I have had the opportunity to practice solving problems and facing challenges as a student working with several programs on campus. Through Career & Life Studies (CLS) and the Office of Diversity & Social Justice (ODSJ), I have been on the front lines of designing and implementing programs which require much collaboration and cooperation to even exist. Getting a program or event off the ground, even at a mid-sized state university, is a great accomplishment and the result of much collaborative effort. In CLS and ODSJ, I was not the key leader or the initiator of the programs; I simply worked with the programs and supported their development.

Through these experiences, I saw firsthand the essential nature of cultivating allies and collaborating with others. With Career & Life Studies, students with intellectual disabilities now have access to experiencing the educational environment at Millersville University. This did not become possible until there was collaboration between CLS and all of the offices on campus, as well as several state agencies. Developing collaborative alliances takes time and effort, but in the end, it brings results. No one is an island, and no one could have created a program like Career & Life Studies by oneself.

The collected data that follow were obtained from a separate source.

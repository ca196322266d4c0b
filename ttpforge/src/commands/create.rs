use anyhow::{anyhow, Context, Result};
use log::info;
use uuid::Uuid;

use crate::cli::CreateTarget;
use crate::config::Runtime;

const TEMPLATE: &str = r#"api_version: "2.0"
uuid: "{uuid}"
name: "{name}"
description: "TODO: describe what this TTP does"
authors:
  - TODO
args:
  - name: example
    type: string
    default: "hello"
steps:
  - name: say-hello
    inline: "echo {{{{ args.example }}}}"
"#;

pub fn run(rt: Runtime, what: &CreateTarget) -> Result<i32> {
    let CreateTarget::Ttp { path } = what;

    if rt.fs.exists(path) {
        return Err(anyhow!("{} already exists", path.display()));
    }

    let name = path
        .file_stem()
        .map(|s| s.to_string_lossy().into_owned())
        .unwrap_or_else(|| "new-ttp".to_string());
    let contents = TEMPLATE
        .replace("{uuid}", &Uuid::new_v4().to_string())
        .replace("{name}", &name);

    rt.fs
        .write_file(path, contents.as_bytes(), 0o644)
        .with_context(|| format!("writing {}", path.display()))?;
    info!("created {}", path.display());
    Ok(0)
}
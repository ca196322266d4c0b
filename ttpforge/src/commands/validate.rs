use std::collections::BTreeMap;

use anyhow::{anyhow, Context, Result};
use log::{error, info, warn};
use ttpforge_core::{Platform, Severity, Validator};

use crate::cli::ValidateArgs;
use crate::commands::current_dir;
use crate::config::Runtime;

pub fn run(rt: Runtime, args: &ValidateArgs) -> Result<i32> {
    let repos = rt.repo_collection()?;
    let cwd = current_dir()?;
    let platform = Platform::current();

    let (_repo, path) = repos
        .resolve_ref(&args.reference)
        .with_context(|| format!("resolving `{}`", args.reference))?;
    let (doc, _bound, source) =
        ttpforge_core::render_ttp_file(rt.fs.as_ref(), &path, &BTreeMap::new(), &cwd, &platform)
            .with_context(|| format!("rendering `{}`", args.reference))?;

    let report = Validator.check(&doc, &source);
    for message in &report.messages {
        match message.severity {
            Severity::Error => error!("{}", message.message),
            Severity::Warning => warn!("{}", message.message),
            Severity::Info => info!("{}", message.message),
        }
    }

    if report.has_errors() {
        return Err(anyhow!("validation failed for `{}`", args.reference));
    }
    info!("`{}` is valid", args.reference);

    if args.run_tests {
        let test_args = crate::cli::TestArgs {
            reference: args.reference.clone(),
            time_out_seconds: None,
        };
        return super::test::run(rt, &test_args);
    }
    Ok(0)
}
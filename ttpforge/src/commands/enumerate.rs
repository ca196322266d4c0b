use std::collections::{BTreeMap, BTreeSet};

use anyhow::Result;
use log::warn;
use ttpforge_core::{Action, Platform};

use crate::cli::EnumTarget;
use crate::commands::{current_dir, load_reference};
use crate::config::Runtime;

pub fn run(rt: Runtime, what: &EnumTarget) -> Result<i32> {
    match what {
        EnumTarget::Ttps => enum_ttps(&rt),
        EnumTarget::Authors => enum_authors(&rt),
        EnumTarget::Dependencies => enum_dependencies(&rt),
    }
}

fn enum_ttps(rt: &Runtime) -> Result<i32> {
    let repos = rt.repo_collection()?;
    for reference in repos.list_ttps()? {
        println!("{reference}");
    }
    Ok(0)
}

fn enum_authors(rt: &Runtime) -> Result<i32> {
    let repos = rt.repo_collection()?;
    let cwd = current_dir()?;
    let platform = Platform::current();
    let mut authors: BTreeSet<String> = BTreeSet::new();

    for reference in repos.list_ttps()? {
        match load_reference(&repos, rt.fs.as_ref(), &reference, &BTreeMap::new(), &cwd, &platform) {
            Ok((doc, _)) => authors.extend(doc.preamble.authors),
            Err(e) => warn!("skipping `{reference}`: {e}"),
        }
    }
    for author in authors {
        println!("{author}");
    }
    Ok(0)
}

fn enum_dependencies(rt: &Runtime) -> Result<i32> {
    let repos = rt.repo_collection()?;
    let cwd = current_dir()?;
    let platform = Platform::current();
    let mut targets: BTreeSet<String> = BTreeSet::new();

    for reference in repos.list_ttps()? {
        match load_reference(&repos, rt.fs.as_ref(), &reference, &BTreeMap::new(), &cwd, &platform) {
            Ok((doc, _)) => {
                for step in &doc.steps {
                    if let Action::SubTtp(sub) = &step.action {
                        targets.insert(sub.target.clone());
                    }
                }
            }
            Err(e) => warn!("skipping `{reference}`: {e}"),
        }
    }
    for target in targets {
        println!("{target}");
    }
    Ok(0)
}
//! Execution context: the mutable state threaded through one TTP run.

use std::{
    collections::BTreeMap,
    path::PathBuf,
    sync::{
        atomic::{AtomicBool, Ordering},
        Arc,
    },
    time::Duration,
};

use serde_json::Value;

use crate::{
    args::ArgValue, filesystem::Filesystem, filesystem::OsFilesystem, platform::Platform,
    repository::RepoCollection,
};

/// A cooperative cancellation flag shared by a run and every sub-process it
/// spawns. Cloning shares the same underlying flag.
#[derive(Debug, Clone)]
pub struct CancellationToken {
    flag: Arc<AtomicBool>,
}

impl CancellationToken {
    /// Create a fresh, not-yet-cancelled token.
    #[must_use]
    pub fn new() -> Self {
        Self {
            flag: Arc::new(AtomicBool::new(false)),
        }
    }

    /// Request cancellation. Idempotent.
    pub fn cancel(&self) {
        self.flag.store(true, Ordering::SeqCst);
    }

    /// Whether cancellation has been requested.
    #[must_use]
    pub fn is_cancelled(&self) -> bool {
        self.flag.load(Ordering::SeqCst)
    }
}

impl Default for CancellationToken {
    fn default() -> Self {
        Self::new()
    }
}

/// Per-run mutable state: bound arguments, step outputs, the working
/// directory stack, and the knobs that change engine behaviour (dry-run,
/// no-cleanup, cleanup delay).
pub struct ExecutionContext {
    /// Arguments bound for this run (or the enclosing sub-TTP, for a child).
    pub args_bound: BTreeMap<String, ArgValue>,
    /// Outputs of completed steps, addressable by declared `outputvar`.
    pub step_vars: BTreeMap<String, Value>,
    /// Stack of working directories pushed by `cd` steps; `cwd_stack.last()`
    /// is the directory sub-processes run in.
    pub cwd_stack: Vec<PathBuf>,
    /// The working directory the process had when the run began, captured
    /// once, used to resolve `type: path` arguments before any `cd` runs.
    pub invocation_cwd: PathBuf,
    /// Extra environment variables merged into every spawned sub-process.
    pub env: BTreeMap<String, String>,
    /// The filesystem port actions and checks use for all file I/O.
    pub fs: Arc<dyn Filesystem>,
    /// Shared cancellation flag for this run and all its sub-TTPs.
    pub cancel: CancellationToken,
    /// If true, `execute()` is skipped and a synthetic empty output is
    /// returned; the cleanup stack is not drained.
    pub dry_run: bool,
    /// If true, the cleanup stack is not drained on top-level success.
    pub no_cleanup: bool,
    /// Delay between draining each cleanup frame (diagnostic aid).
    pub cleanup_delay: Duration,
    /// Current platform, exposed to templates as `platform.os`/`platform.arch`.
    pub platform: Platform,
    /// Repositories available for resolving `ttp:` sub-TTP references.
    /// `None` for a context built outside the CLI's repo-aware entry points,
    /// in which case a `ttp:` step fails instead of recursing.
    pub repos: Option<Arc<RepoCollection>>,
}

impl ExecutionContext {
    /// Build a fresh top-level context rooted at `workdir`.
    #[must_use]
    pub fn new(workdir: PathBuf, fs: Arc<dyn Filesystem>) -> Self {
        Self {
            args_bound: BTreeMap::new(),
            step_vars: BTreeMap::new(),
            cwd_stack: vec![workdir.clone()],
            invocation_cwd: workdir,
            env: BTreeMap::new(),
            fs,
            cancel: CancellationToken::new(),
            dry_run: false,
            no_cleanup: false,
            cleanup_delay: Duration::ZERO,
            platform: Platform::current(),
            repos: None,
        }
    }

    /// Build a child context for a sub-TTP step: fresh `step_vars`, shared
    /// cancellation token, same knobs and working directory.
    #[must_use]
    pub fn child(&self, args_bound: BTreeMap<String, ArgValue>) -> Self {
        Self {
            args_bound,
            step_vars: BTreeMap::new(),
            cwd_stack: self.cwd_stack.clone(),
            invocation_cwd: self.invocation_cwd.clone(),
            env: self.env.clone(),
            fs: self.fs.clone(),
            cancel: self.cancel.clone(),
            dry_run: self.dry_run,
            no_cleanup: self.no_cleanup,
            cleanup_delay: self.cleanup_delay,
            platform: self.platform,
            repos: self.repos.clone(),
        }
    }

    /// A minimal real-filesystem context for unit tests within this crate.
    #[cfg(test)]
    #[must_use]
    pub fn for_test() -> Self {
        Self::new(std::env::temp_dir(), Arc::new(OsFilesystem))
    }
}
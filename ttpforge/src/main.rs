mod cli;
mod commands;
mod config;
mod logging;
mod output;

use clap::Parser;

use crate::cli::Cli;
use crate::config::Runtime;

/// Error messages can embed a captured stderr tail from a failed action;
/// cap what reaches the terminal so one runaway command doesn't flood it.
const MAX_ERROR_MESSAGE_BYTES: usize = 64 * 1024;

fn main() {
    let cli = Cli::parse();

    if let Err(e) = logging::init(cli.global.verbose, cli.global.log_file.as_deref()) {
        eprintln!("error: {e}");
        std::process::exit(1);
    }

    let runtime = match Runtime::load(cli.global.config.clone()) {
        Ok(rt) => rt,
        Err(e) => {
            print_error(&e);
            std::process::exit(1);
        }
    };

    match commands::dispatch(&cli.command, runtime) {
        Ok(code) => std::process::exit(code),
        Err(e) => {
            print_error(&e);
            std::process::exit(1);
        }
    }
}

fn print_error(err: &anyhow::Error) {
    let mut message = format!("{err:#}");
    if message.len() > MAX_ERROR_MESSAGE_BYTES {
        let mut truncate_at = MAX_ERROR_MESSAGE_BYTES;
        while !message.is_char_boundary(truncate_at) {
            truncate_at -= 1;
        }
        message.truncate(truncate_at);
        message.push_str("\n... (truncated)");
    }
    eprintln!("error: {message}");
}
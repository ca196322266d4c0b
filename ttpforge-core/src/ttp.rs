//! The TTP document model: preamble metadata plus an ordered step list.

use std::collections::BTreeMap;

use serde::{Deserialize, Serialize};
use serde_json::Value;

use crate::{action::Action, checks::Condition, platform::Platform};

/// Declared type of an [`ArgSpec`].
#[derive(Debug, Clone, Copy, PartialEq, Eq, Serialize, Deserialize)]
#[serde(rename_all = "snake_case")]
pub enum ArgKind {
    /// Raw string, used verbatim.
    String,
    /// Parsed as a signed decimal integer.
    Int,
    /// Parsed case-insensitively from `true|false|1|0`.
    Bool,
    /// Resolved to an absolute path against the invocation working
    /// directory at bind time.
    Path,
}

/// One declared argument of a TTP.
#[derive(Debug, Clone, Serialize, Deserialize)]
pub struct ArgSpec {
    /// Argument name; must match `[A-Za-z_][A-Za-z0-9_]*`.
    pub name: String,
    /// Human-readable description.
    #[serde(default)]
    pub description: Option<String>,
    /// Declared type, used for coercion at bind time.
    #[serde(rename = "type")]
    pub kind: ArgKind,
    /// Default value used when no `--arg` override is given.
    #[serde(default)]
    pub default: Option<String>,
    /// If non-empty, the bound value must be one of these.
    #[serde(default)]
    pub choices: Vec<String>,
}

/// `requirements.platforms[]` entry plus the `superuser` flag.
#[derive(Debug, Clone, Default, Serialize, Deserialize)]
pub struct Requirements {
    /// Compatible platforms; the TTP is skipped if none match the runtime.
    #[serde(default)]
    pub platforms: Vec<Platform>,
    /// If true, the TTP is skipped when not run with elevated privileges.
    #[serde(default)]
    pub superuser: bool,
}

/// MITRE ATT&CK metadata, carried through for reporting but not evaluated.
#[derive(Debug, Clone, Default, Serialize, Deserialize)]
pub struct Mitre {
    /// Tactic identifiers/names.
    #[serde(default)]
    pub tactics: Vec<String>,
    /// Technique identifiers/names.
    #[serde(default)]
    pub techniques: Vec<String>,
    /// Sub-technique identifiers/names.
    #[serde(default)]
    pub subtechniques: Vec<String>,
}

/// One declared entry of `preamble.tests`, consumed by the `test` subcommand.
#[derive(Debug, Clone, Default, Serialize, Deserialize)]
pub struct TestCase {
    /// Name of the test case, for reporting.
    pub name: String,
    /// `--arg k=v` values to bind for this case.
    #[serde(default)]
    pub args: BTreeMap<String, String>,
    /// Whether to run this case in dry-run mode.
    #[serde(default)]
    pub dry_run: bool,
    /// Expected stdout, compared verbatim when present.
    #[serde(default)]
    pub expected_stdout: Option<String>,
    /// Per-case timeout override; the `test` subcommand default is 10s.
    #[serde(default)]
    pub timeout_seconds: Option<u64>,
}

/// Metadata preceding the `steps:` list.
#[derive(Debug, Clone, Deserialize, Serialize)]
pub struct Preamble {
    /// Must be `"2.0"`.
    pub api_version: String,
    /// RFC-4122 v4 UUID string identifying this TTP.
    pub uuid: String,
    /// Display name.
    pub name: String,
    /// Longer description.
    #[serde(default)]
    pub description: String,
    /// Author names.
    #[serde(default)]
    pub authors: Vec<String>,
    /// Platform/privilege requirements.
    #[serde(default)]
    pub requirements: Option<Requirements>,
    /// MITRE ATT&CK metadata.
    #[serde(default)]
    pub mitre: Option<Mitre>,
    /// Declared arguments.
    #[serde(default)]
    pub args: Vec<ArgSpec>,
    /// Declared test cases.
    #[serde(default)]
    pub tests: Vec<TestCase>,
}

/// One step of the `steps:` list.
#[derive(Debug, Clone, Deserialize, Serialize)]
pub struct Step {
    /// Step name; unique within the TTP.
    pub name: String,
    /// The action this step dispatches to.
    #[serde(flatten)]
    pub action: Action,
    /// Precondition; if it evaluates false the step is skipped.
    #[serde(default)]
    pub condition: Option<Condition>,
    /// Shell-style guard expression (`{{ ... }}` rendered boolean-ish string).
    #[serde(rename = "if", default)]
    pub if_expr: Option<String>,
    /// Name under which this step's output is exposed to later steps.
    #[serde(default)]
    pub outputvar: Option<String>,
    /// Cleanup step, run LIFO relative to other successful steps.
    ///
    /// Nesting is one level deep: a cleanup step's own `cleanup` field is
    /// ignored if present.
    #[serde(default)]
    pub cleanup: Option<Box<Step>>,
    /// Directory to change into (resolved, arg-bindable) before running.
    #[serde(default)]
    pub chdir: Option<String>,
    /// Extra environment variables for this step's sub-process, if any.
    #[serde(default)]
    pub env: BTreeMap<String, String>,
}

/// Output of running one step's action.
#[derive(Debug, Clone, Default, Serialize, Deserialize)]
pub struct StepOutput {
    /// Captured standard output.
    pub stdout: String,
    /// Captured standard error.
    pub stderr: String,
    /// Process exit code, or 0 for actions with no subprocess.
    pub exit_code: i32,
    /// Stdout parsed as JSON, when it parses cleanly.
    #[serde(default)]
    pub parsed_json: Option<Value>,
    /// Captured error message, when the action failed.
    #[serde(default)]
    pub error: Option<String>,
}

impl StepOutput {
    /// The value later steps see via `StepVars.<outputvar>`: the parsed JSON
    /// value if stdout parsed cleanly, otherwise `{"output": stdout}`.
    #[must_use]
    pub fn as_step_var(&self) -> Value {
        self.parsed_json.clone().unwrap_or_else(|| {
            let mut map = serde_json::Map::new();
            map.insert("output".to_string(), Value::String(self.stdout.clone()));
            Value::Object(map)
        })
    }

    /// A synthetic, side-effect-free output used by dry-run execution.
    #[must_use]
    pub fn empty() -> Self {
        Self::default()
    }
}

/// A fully loaded TTP: preamble metadata plus its ordered steps.
#[derive(Debug, Clone, Deserialize, Serialize)]
pub struct TtpDocument {
    /// Preamble metadata.
    #[serde(flatten)]
    pub preamble: Preamble,
    /// Ordered, uniquely named steps.
    pub steps: Vec<Step>,
}
//! Error types and Result module.

use std::path::PathBuf;

use displaydoc::Display;
use thiserror::Error;

/// Result type that is returned from methods that can fail and thus have [`TtpForgeError`]s.
pub type TtpForgeResult<T> = Result<T, TtpForgeError>;

/// Errors that can result from running TTPForge.
///
/// Opaque and easy to keep compatible: the primary failure is an opaque
/// [`TtpForgeErrorKind`], plus any failures recorded while draining the
/// cleanup stack after it, per the propagation policy (the primary error is
/// what the run reports; cleanup errors are appended after it).
#[derive(Debug)]
pub struct TtpForgeError {
    kind: TtpForgeErrorKind,
    cleanup_failures: Vec<CleanupFailure>,
}

impl TtpForgeError {
    /// Expose the inner error kind.
    ///
    /// Useful for matching on the error kind without exposing the enum's
    /// constructors publicly.
    pub fn into_inner(self) -> TtpForgeErrorKind {
        self.kind
    }

    /// Failures recorded while draining the cleanup stack that followed
    /// this error, in the order they were drained. Empty for errors not
    /// produced by the engine (e.g. validation or loading failures).
    #[must_use]
    pub fn cleanup_failures(&self) -> &[CleanupFailure] {
        &self.cleanup_failures
    }

    /// Attach cleanup failures collected after this error was raised.
    #[must_use]
    pub(crate) fn with_cleanup_failures(mut self, failures: Vec<CleanupFailure>) -> Self {
        self.cleanup_failures = failures;
        self
    }
}

impl std::fmt::Display for TtpForgeError {
    fn fmt(&self, f: &mut std::fmt::Formatter<'_>) -> std::fmt::Result {
        write!(f, "{}", self.kind)?;
        if !self.cleanup_failures.is_empty() {
            write!(f, "\ncleanup errors:")?;
            for failure in &self.cleanup_failures {
                write!(f, "\n  - {}: {}", failure.step_name, failure.message)?;
            }
        }
        Ok(())
    }
}

impl std::error::Error for TtpForgeError {
    fn source(&self) -> Option<&(dyn std::error::Error + 'static)> {
        Some(&self.kind)
    }
}

impl From<TtpForgeErrorKind> for TtpForgeError {
    fn from(kind: TtpForgeErrorKind) -> Self {
        Self {
            kind,
            cleanup_failures: Vec::new(),
        }
    }
}

/// [`TtpForgeErrorKind`] describes the errors that can happen while resolving,
/// loading, validating, or running a TTP.
///
/// This is a non-exhaustive enum, so additional variants may be added in future.
/// It is recommended to match against the wildcard `_` instead of listing all
/// possible variants, to avoid problems when new variants are added.
#[non_exhaustive]
#[derive(Error, Debug)]
pub enum TtpForgeErrorKind {
    /// [`RepositoryErrorKind`] describes errors resolving repositories and TTP references
    #[error(transparent)]
    Repository(#[from] RepositoryErrorKind),

    /// [`PreprocessErrorKind`] describes errors splitting a TTP document into preamble/steps
    #[error(transparent)]
    Preprocess(#[from] PreprocessErrorKind),

    /// [`TemplateErrorKind`] describes errors rendering the document template
    #[error(transparent)]
    Template(#[from] TemplateErrorKind),

    /// [`ValidationErrorKind`] describes structural validation failures
    #[error(transparent)]
    Validation(#[from] ValidationErrorKind),

    /// [`ArgErrorKind`] describes errors binding CLI/default arguments
    #[error(transparent)]
    Arg(#[from] ArgErrorKind),

    /// [`RequirementErrorKind`] describes a TTP whose requirements are not met by the runtime
    #[error(transparent)]
    Requirement(#[from] RequirementErrorKind),

    /// [`ConditionErrorKind`] describes a failed check/condition evaluation
    #[error(transparent)]
    Condition(#[from] ConditionErrorKind),

    /// [`ActionErrorKind`] describes an action that failed during execution
    #[error(transparent)]
    Action(#[from] ActionErrorKind),

    /// run was cancelled
    #[error("run was cancelled")]
    Cancelled,

    /// [`std::io::Error`]
    #[error(transparent)]
    StdIo(#[from] std::io::Error),
}

/// Marker for the leaf `*ErrorKind` types that can be converted directly
/// into a [`TtpForgeError`] via `.into()`/`?`, without callers naming the
/// intermediate [`TtpForgeErrorKind`] variant.
trait TtpForgeErrorMarker {}

impl TtpForgeErrorMarker for RepositoryErrorKind {}
impl TtpForgeErrorMarker for PreprocessErrorKind {}
impl TtpForgeErrorMarker for TemplateErrorKind {}
impl TtpForgeErrorMarker for ValidationErrorKind {}
impl TtpForgeErrorMarker for ArgErrorKind {}
impl TtpForgeErrorMarker for RequirementErrorKind {}
impl TtpForgeErrorMarker for ConditionErrorKind {}
impl TtpForgeErrorMarker for ActionErrorKind {}
impl TtpForgeErrorMarker for std::io::Error {}

impl<E> From<E> for TtpForgeError
where
    E: TtpForgeErrorMarker,
    TtpForgeErrorKind: From<E>,
{
    fn from(value: E) -> Self {
        TtpForgeErrorKind::from(value).into()
    }
}

/// A single cleanup failure recorded while draining the cleanup stack.
#[derive(Debug, Clone)]
pub struct CleanupFailure {
    /// Name of the step whose cleanup failed.
    pub step_name: String,
    /// Human-readable error message.
    pub message: String,
}

/// [`RepositoryErrorKind`] describes the errors that can be returned while resolving
/// repositories and TTP references.
#[derive(Error, Debug, Display)]
pub enum RepositoryErrorKind {
    /// repository name `{0}` is already registered
    DuplicateName(String),
    /// no repository named `{0}` is configured
    NotFound(String),
    /// reference `{0}` has too many `//` occurrences
    TooManySeparators(String),
    /// TTP `{0}` not found in repository `{1}`
    TtpNotFound(String, String),
    /// template `{0}` not found in repository `{1}`
    TemplateNotFound(String, String),
    /// path `{0:?}` does not exist
    PathDoesNotExist(PathBuf),
    /// must create a repo config in the repo root: `{0:?}`
    NoRepoConfigFound(PathBuf),
    /// `{0:?}` is not under any of repository `{1}`'s search paths
    NotUnderSearchPath(PathBuf, String),
    /// repo config at `{0:?}` is malformed: {1}
    MalformedRepoConfig(PathBuf, String),
    /// git clone of `{0}` into `{1:?}` failed: {2}
    GitCloneFailed(String, PathBuf, String),
    /// repository `{0}` has no path and no git source configured
    NoSourceConfigured(String),
    /// program config at `{0:?}` is malformed: {1}
    MalformedProgramConfig(PathBuf, String),
}

/// [`PreprocessErrorKind`] describes the errors that can happen while splitting a
/// raw TTP document into its preamble and steps portions.
#[derive(Error, Debug, Display, Clone, Copy)]
pub enum PreprocessErrorKind {
    /// no top-level `steps:` key found
    MissingSteps,
    /// top-level `steps:` key appears more than once
    DuplicateSteps,
    /// a top-level key appears after `steps:`
    KeyAfterSteps,
}

/// [`TemplateErrorKind`] describes the errors that can happen while rendering the
/// document template.
#[derive(Error, Debug, Display)]
pub enum TemplateErrorKind {
    /// template syntax error: {0}
    Syntax(String),
    /// undefined template variable: `{0}`
    UndefinedVariable(String),
    /// rendered document is not valid YAML: {0}
    InvalidYaml(String),
}

/// [`ValidationErrorKind`] describes structural validation failures.
#[derive(Error, Debug, Display)]
pub enum ValidationErrorKind {
    /// required top-level key `{0}` is missing
    MissingKey(&'static str),
    /// top-level key `{0}` appears more than once
    DuplicateKey(&'static str),
    /// `uuid` field `{0}` is not a valid RFC-4122 v4 UUID
    InvalidUuid(String),
    /// unknown platform os `{0}`
    UnknownOs(String),
    /// unknown platform arch `{0}`
    UnknownArch(String),
    /// platform spec has neither `os` nor `arch` set
    EmptyPlatformSpec,
    /// step at index {0} has no name
    StepMissingName(usize),
    /// step name `{0}` is used more than once
    DuplicateStepName(String),
    /// step `{0}` declares no action
    NoAction(String),
    /// step `{0}` declares more than one action: {1:?}
    AmbiguousAction(String, Vec<&'static str>),
    /// condition on step `{0}` declares more than one variant
    AmbiguousConditionType(String),
    /// condition on step `{0}` declares no variant
    EmptyConditionType(String),
    /// argument name `{0}` is not a valid identifier
    InvalidArgName(String),
    /// argument `{0}`'s default value is not among its declared choices
    DefaultNotInChoices(String),
    /// step `{0}` references undeclared arg `{1}`
    UndeclaredArgReference(String, String),
    /// step `{0}` references outputvar `{1}` before it is declared
    UndeclaredOutputVarReference(String, String),
    /// outputvar name `{0}` is used by more than one step
    DuplicateOutputVar(String),
}

/// [`ArgErrorKind`] describes the errors that can happen while binding arguments.
#[derive(Error, Debug, Display)]
pub enum ArgErrorKind {
    /// `--arg` given for undeclared argument `{0}`
    UndeclaredArg(String),
    /// failed to parse `{0}` as an int: {1}
    InvalidInt(String, String),
    /// failed to parse `{0}` as a bool: {1}
    InvalidBool(String, String),
    /// value `{0}` for argument `{1}` is not one of the declared choices: {2:?}
    NotInChoices(String, String, Vec<String>),
    /// required argument `{0}` has no value and no default
    MissingRequired(String),
}

/// [`RequirementErrorKind`] describes a TTP whose requirements are not met by the
/// runtime. This causes a **skip**, not a failure.
#[derive(Error, Debug, Display, Clone)]
pub enum RequirementErrorKind {
    /// none of the declared platforms match this runtime ({0})
    PlatformMismatch(String),
    /// this TTP requires superuser privileges
    SuperuserRequired,
}

/// [`ConditionErrorKind`] describes a failed check/condition evaluation.
#[derive(Error, Debug, Display)]
pub enum ConditionErrorKind {
    /// condition failed: {0}
    Failed(String),
    /// error evaluating condition: {0}
    EvaluationFailed(String),
}

/// [`ActionErrorKind`] describes an action that failed during `execute()`.
#[derive(Error, Debug, Display)]
pub enum ActionErrorKind {
    /// step `{0}` failed (exit code {1}): {2}
    NonZeroExit(String, i32, String),
    /// step `{0}` failed: {1}
    Failed(String, String),
    /// io error while running step `{0}`: {1}
    Io(String, String),
    /// checksum mismatch for `{0:?}`: expected {1}, got {2}
    ChecksumMismatch(PathBuf, String, String),
    /// timed out after {1:?} waiting for pattern in step `{0}`
    ExpectTimeout(String, std::time::Duration),
    /// no process matching `{0}` found
    NoSuchProcess(String),
}
use anyhow::Result;
use clap::CommandFactory;
use clap_complete::{generate, shells};

use crate::cli::{Cli, Shell};

pub fn run(shell: &Shell) -> Result<i32> {
    let mut command = Cli::command();
    let bin_name = command.get_name().to_string();
    match shell {
        Shell::Bash => generate(shells::Bash, &mut command, bin_name, &mut std::io::stdout()),
        Shell::Fish => generate(shells::Fish, &mut command, bin_name, &mut std::io::stdout()),
        Shell::Zsh => generate(shells::Zsh, &mut command, bin_name, &mut std::io::stdout()),
        Shell::Powershell => {
            generate(shells::PowerShell, &mut command, bin_name, &mut std::io::stdout())
        }
    }
    Ok(0)
}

It is impossible to be unbiased, but
the person seeking human services at a human service agency deserves unbiased guidance and assistance.

The cooperation I have observed between agencies and programs at Millersville University reflects greater trends of alliances throughout the years. From the military alliances that defeated Hitler to the allied social movements that brought about social and political victories advancing human rights, cooperation was essential to achieving these goals. In the human rights movements of the twentieth and twenty-first centuries, it might have been easy to lash out in violence or force a radical change on society. But many times, it is the grass-roots movement that slowly gains supporters. Martin Luther King, Jr.’s approach is the one that is highly valued. His methods included nonviolence and civil disobedience, a slower, more peaceful route. In essence, having and cultivating allies paves the way to success, even if it may be difficult.

This has been one of the greatest lessons I have learned throughout my years of education at Millersville University. It is better to collaborate and cultivate professional relationships between individuals, agencies, and groups than to go about things alone. From a personal level to an international, political level, making friends and alliances is the higher, nobler road to take. If we recognize that we are not individual islands, but parts of a whole continent, we will have more friends and will create a more inclusive society. The strategic plan of “Our Bold Path” at Millersville University also promotes this, with goals that inspire positive contributions from the University community and reflect a world in which graduates are prepared for successful engagement in career and life opportunities. This will only happen when we all recognize the fact that no one is an island, that we are part of the whole. Cultivating alliances is a sure way to lasting success because, in the end, we all need friends.

Tyler Gehman is a graduate student in the MSW Social Work program.